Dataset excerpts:
_ _ _

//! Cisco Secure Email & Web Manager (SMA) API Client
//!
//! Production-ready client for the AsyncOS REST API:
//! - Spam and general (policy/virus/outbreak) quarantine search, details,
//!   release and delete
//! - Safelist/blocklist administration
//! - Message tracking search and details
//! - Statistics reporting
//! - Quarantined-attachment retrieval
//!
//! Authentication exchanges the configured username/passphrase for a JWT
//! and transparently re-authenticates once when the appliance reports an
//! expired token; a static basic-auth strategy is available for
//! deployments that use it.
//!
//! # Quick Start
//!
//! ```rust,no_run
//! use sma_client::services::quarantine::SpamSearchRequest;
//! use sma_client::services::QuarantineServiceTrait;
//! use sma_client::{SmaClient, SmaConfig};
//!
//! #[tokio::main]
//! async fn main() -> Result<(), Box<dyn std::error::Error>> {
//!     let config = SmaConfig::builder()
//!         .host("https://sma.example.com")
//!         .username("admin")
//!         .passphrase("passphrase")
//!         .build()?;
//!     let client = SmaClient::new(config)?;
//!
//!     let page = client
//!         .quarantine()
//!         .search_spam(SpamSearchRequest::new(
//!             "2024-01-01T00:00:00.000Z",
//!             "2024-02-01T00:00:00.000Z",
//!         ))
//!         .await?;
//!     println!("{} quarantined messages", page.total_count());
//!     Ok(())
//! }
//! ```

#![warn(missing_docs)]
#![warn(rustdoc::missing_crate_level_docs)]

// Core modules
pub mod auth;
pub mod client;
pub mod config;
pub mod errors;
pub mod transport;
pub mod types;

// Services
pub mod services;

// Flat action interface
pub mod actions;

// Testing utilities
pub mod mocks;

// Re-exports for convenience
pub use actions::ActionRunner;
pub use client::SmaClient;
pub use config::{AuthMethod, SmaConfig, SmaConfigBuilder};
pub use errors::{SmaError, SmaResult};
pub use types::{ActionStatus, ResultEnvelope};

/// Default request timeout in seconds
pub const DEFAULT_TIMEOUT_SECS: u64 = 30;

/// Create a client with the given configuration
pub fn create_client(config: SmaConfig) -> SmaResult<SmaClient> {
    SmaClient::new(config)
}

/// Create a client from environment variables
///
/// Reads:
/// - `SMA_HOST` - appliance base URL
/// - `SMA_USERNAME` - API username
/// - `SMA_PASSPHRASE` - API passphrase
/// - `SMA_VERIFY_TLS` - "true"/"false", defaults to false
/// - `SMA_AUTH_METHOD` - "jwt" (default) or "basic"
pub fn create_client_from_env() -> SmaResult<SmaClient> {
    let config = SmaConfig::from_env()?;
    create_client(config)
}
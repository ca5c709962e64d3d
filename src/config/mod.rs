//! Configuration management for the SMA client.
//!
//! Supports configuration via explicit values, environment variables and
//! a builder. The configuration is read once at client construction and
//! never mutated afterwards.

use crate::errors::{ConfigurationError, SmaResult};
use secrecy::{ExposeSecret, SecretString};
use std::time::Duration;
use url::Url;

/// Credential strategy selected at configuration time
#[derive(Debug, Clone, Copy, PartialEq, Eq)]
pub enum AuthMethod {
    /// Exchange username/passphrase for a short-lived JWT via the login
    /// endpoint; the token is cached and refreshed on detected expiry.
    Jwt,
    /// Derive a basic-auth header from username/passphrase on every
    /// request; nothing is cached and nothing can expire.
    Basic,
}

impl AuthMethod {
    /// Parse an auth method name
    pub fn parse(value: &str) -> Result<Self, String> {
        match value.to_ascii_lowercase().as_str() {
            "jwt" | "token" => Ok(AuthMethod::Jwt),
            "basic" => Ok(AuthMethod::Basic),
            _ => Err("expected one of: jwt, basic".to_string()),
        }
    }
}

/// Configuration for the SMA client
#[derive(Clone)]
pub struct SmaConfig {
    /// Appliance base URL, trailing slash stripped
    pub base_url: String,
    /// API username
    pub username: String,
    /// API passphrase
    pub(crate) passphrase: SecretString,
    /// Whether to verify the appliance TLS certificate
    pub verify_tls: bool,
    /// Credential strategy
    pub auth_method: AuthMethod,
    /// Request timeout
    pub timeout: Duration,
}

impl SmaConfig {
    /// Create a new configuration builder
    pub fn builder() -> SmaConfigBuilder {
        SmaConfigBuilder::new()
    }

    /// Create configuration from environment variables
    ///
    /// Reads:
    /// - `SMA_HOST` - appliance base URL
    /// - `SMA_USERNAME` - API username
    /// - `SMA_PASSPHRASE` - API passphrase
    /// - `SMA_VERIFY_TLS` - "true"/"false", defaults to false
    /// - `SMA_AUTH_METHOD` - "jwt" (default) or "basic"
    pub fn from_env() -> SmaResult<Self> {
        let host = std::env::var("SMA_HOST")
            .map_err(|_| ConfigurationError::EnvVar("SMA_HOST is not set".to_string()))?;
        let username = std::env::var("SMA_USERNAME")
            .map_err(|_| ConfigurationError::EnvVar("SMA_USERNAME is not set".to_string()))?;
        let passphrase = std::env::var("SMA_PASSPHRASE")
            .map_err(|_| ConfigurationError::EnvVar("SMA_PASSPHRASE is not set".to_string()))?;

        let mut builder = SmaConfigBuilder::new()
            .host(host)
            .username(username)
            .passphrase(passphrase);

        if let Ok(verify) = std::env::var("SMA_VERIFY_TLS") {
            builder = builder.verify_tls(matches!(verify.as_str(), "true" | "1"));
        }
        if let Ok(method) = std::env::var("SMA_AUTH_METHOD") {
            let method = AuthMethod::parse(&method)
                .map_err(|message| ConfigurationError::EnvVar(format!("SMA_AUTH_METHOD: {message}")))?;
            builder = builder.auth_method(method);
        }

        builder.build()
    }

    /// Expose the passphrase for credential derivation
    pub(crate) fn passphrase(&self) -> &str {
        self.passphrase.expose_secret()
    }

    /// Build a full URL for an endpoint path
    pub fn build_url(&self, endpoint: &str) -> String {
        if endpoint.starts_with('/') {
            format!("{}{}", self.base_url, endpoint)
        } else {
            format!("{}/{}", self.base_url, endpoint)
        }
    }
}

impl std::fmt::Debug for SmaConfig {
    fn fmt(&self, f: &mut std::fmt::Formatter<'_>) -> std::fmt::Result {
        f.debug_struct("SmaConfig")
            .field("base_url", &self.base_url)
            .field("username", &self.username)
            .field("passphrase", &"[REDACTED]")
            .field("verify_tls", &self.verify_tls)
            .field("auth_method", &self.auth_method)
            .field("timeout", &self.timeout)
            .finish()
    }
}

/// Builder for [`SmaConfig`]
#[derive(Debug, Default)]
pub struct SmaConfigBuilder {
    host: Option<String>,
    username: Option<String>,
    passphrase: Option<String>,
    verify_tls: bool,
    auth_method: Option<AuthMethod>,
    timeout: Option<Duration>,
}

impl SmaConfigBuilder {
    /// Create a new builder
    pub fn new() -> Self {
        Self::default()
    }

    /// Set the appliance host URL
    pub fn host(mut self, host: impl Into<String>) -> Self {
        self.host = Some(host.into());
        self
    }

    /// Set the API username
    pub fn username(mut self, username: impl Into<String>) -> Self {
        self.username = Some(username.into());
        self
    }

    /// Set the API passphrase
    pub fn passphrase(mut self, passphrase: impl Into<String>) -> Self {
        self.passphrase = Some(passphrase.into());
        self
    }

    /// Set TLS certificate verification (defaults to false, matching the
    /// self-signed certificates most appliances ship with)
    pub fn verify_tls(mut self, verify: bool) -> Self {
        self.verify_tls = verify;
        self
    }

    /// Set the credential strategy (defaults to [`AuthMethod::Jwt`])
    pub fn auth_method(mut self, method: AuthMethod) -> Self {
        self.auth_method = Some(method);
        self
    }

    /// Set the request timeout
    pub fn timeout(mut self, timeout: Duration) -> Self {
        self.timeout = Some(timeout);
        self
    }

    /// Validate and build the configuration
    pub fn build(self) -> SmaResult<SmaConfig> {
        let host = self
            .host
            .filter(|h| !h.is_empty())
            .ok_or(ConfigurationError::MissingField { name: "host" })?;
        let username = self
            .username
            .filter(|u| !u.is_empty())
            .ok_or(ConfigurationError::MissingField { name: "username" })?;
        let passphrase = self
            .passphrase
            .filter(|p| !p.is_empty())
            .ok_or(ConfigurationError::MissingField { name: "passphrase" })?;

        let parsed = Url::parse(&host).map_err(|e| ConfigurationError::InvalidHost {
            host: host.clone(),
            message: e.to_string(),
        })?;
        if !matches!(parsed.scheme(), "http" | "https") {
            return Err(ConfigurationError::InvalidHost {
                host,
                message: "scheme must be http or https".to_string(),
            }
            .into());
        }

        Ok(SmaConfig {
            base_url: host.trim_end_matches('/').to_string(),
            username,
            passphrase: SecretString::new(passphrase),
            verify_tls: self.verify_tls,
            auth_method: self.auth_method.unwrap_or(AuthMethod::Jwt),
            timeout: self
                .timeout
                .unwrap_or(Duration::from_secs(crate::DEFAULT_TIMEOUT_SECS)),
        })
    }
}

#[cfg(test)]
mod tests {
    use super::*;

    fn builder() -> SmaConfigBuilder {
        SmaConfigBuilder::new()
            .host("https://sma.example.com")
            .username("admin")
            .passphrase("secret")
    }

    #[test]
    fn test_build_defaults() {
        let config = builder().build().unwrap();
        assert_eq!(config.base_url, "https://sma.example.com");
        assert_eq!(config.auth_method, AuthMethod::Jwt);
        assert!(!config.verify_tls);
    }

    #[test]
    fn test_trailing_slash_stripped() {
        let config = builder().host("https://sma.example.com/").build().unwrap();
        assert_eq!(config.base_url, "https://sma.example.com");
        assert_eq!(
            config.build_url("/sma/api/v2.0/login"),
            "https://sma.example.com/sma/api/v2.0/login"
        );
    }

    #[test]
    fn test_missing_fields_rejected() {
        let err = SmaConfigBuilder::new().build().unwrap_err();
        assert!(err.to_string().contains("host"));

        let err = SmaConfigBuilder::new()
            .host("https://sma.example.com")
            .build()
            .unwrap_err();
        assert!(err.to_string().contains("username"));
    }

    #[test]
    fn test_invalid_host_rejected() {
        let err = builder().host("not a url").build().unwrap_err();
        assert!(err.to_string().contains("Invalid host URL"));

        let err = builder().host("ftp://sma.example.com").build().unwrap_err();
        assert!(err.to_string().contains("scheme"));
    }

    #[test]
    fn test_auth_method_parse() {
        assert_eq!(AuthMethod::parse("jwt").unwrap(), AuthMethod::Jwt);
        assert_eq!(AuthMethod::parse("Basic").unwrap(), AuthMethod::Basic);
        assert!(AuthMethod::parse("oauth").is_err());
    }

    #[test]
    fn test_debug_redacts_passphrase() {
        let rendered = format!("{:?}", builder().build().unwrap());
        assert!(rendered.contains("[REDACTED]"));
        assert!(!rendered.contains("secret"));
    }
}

_ _ _

Task details. Set every line down again exactly. Begin with the first line of the entries and finish with the line containing "timeout in seconds".

Exercise output.
//! Cisco Secure Email & Web Manager (SMA) API Client
//!
//! Production-ready client for the AsyncOS REST API:
//! - Spam and general (policy/virus/outbreak) quarantine search, details,
//!   release and delete
//! - Safelist/blocklist administration
//! - Message tracking search and details
//! - Statistics reporting
//! - Quarantined-attachment retrieval
//!
//! Authentication exchanges the configured username/passphrase for a JWT
//! and transparently re-authenticates once when the appliance reports an
//! expired token; a static basic-auth strategy is available for
//! deployments that use it.
//!
//! # Quick Start
//!
//! ```rust,no_run
//! use sma_client::services::quarantine::SpamSearchRequest;
//! use sma_client::services::QuarantineServiceTrait;
//! use sma_client::{SmaClient, SmaConfig};
//!
//! #[tokio::main]
//! async fn main() -> Result<(), Box<dyn std::error::Error>> {
//!     let config = SmaConfig::builder()
//!         .host("https://sma.example.com")
//!         .username("admin")
//!         .passphrase("passphrase")
//!         .build()?;
//!     let client = SmaClient::new(config)?;
//!
//!     let page = client
//!         .quarantine()
//!         .search_spam(SpamSearchRequest::new(
//!             "2024-01-01T00:00:00.000Z",
//!             "2024-02-01T00:00:00.000Z",
//!         ))
//!         .await?;
//!     println!("{} quarantined messages", page.total_count());
//!     Ok(())
//! }
//! ```

#![warn(missing_docs)]
#![warn(rustdoc::missing_crate_level_docs)]

// Core modules
pub mod auth;
pub mod client;
pub mod config;
pub mod errors;
pub mod transport;
pub mod types;

// Services
pub mod services;

// Flat action interface
pub mod actions;

// Testing utilities
pub mod mocks;

// Re-exports for convenience
pub use actions::ActionRunner;
pub use client::SmaClient;
pub use config::{AuthMethod, SmaConfig, SmaConfigBuilder};
pub use errors::{SmaError, SmaResult};
pub use types::{ActionStatus, ResultEnvelope};

/// Default request timeout in seconds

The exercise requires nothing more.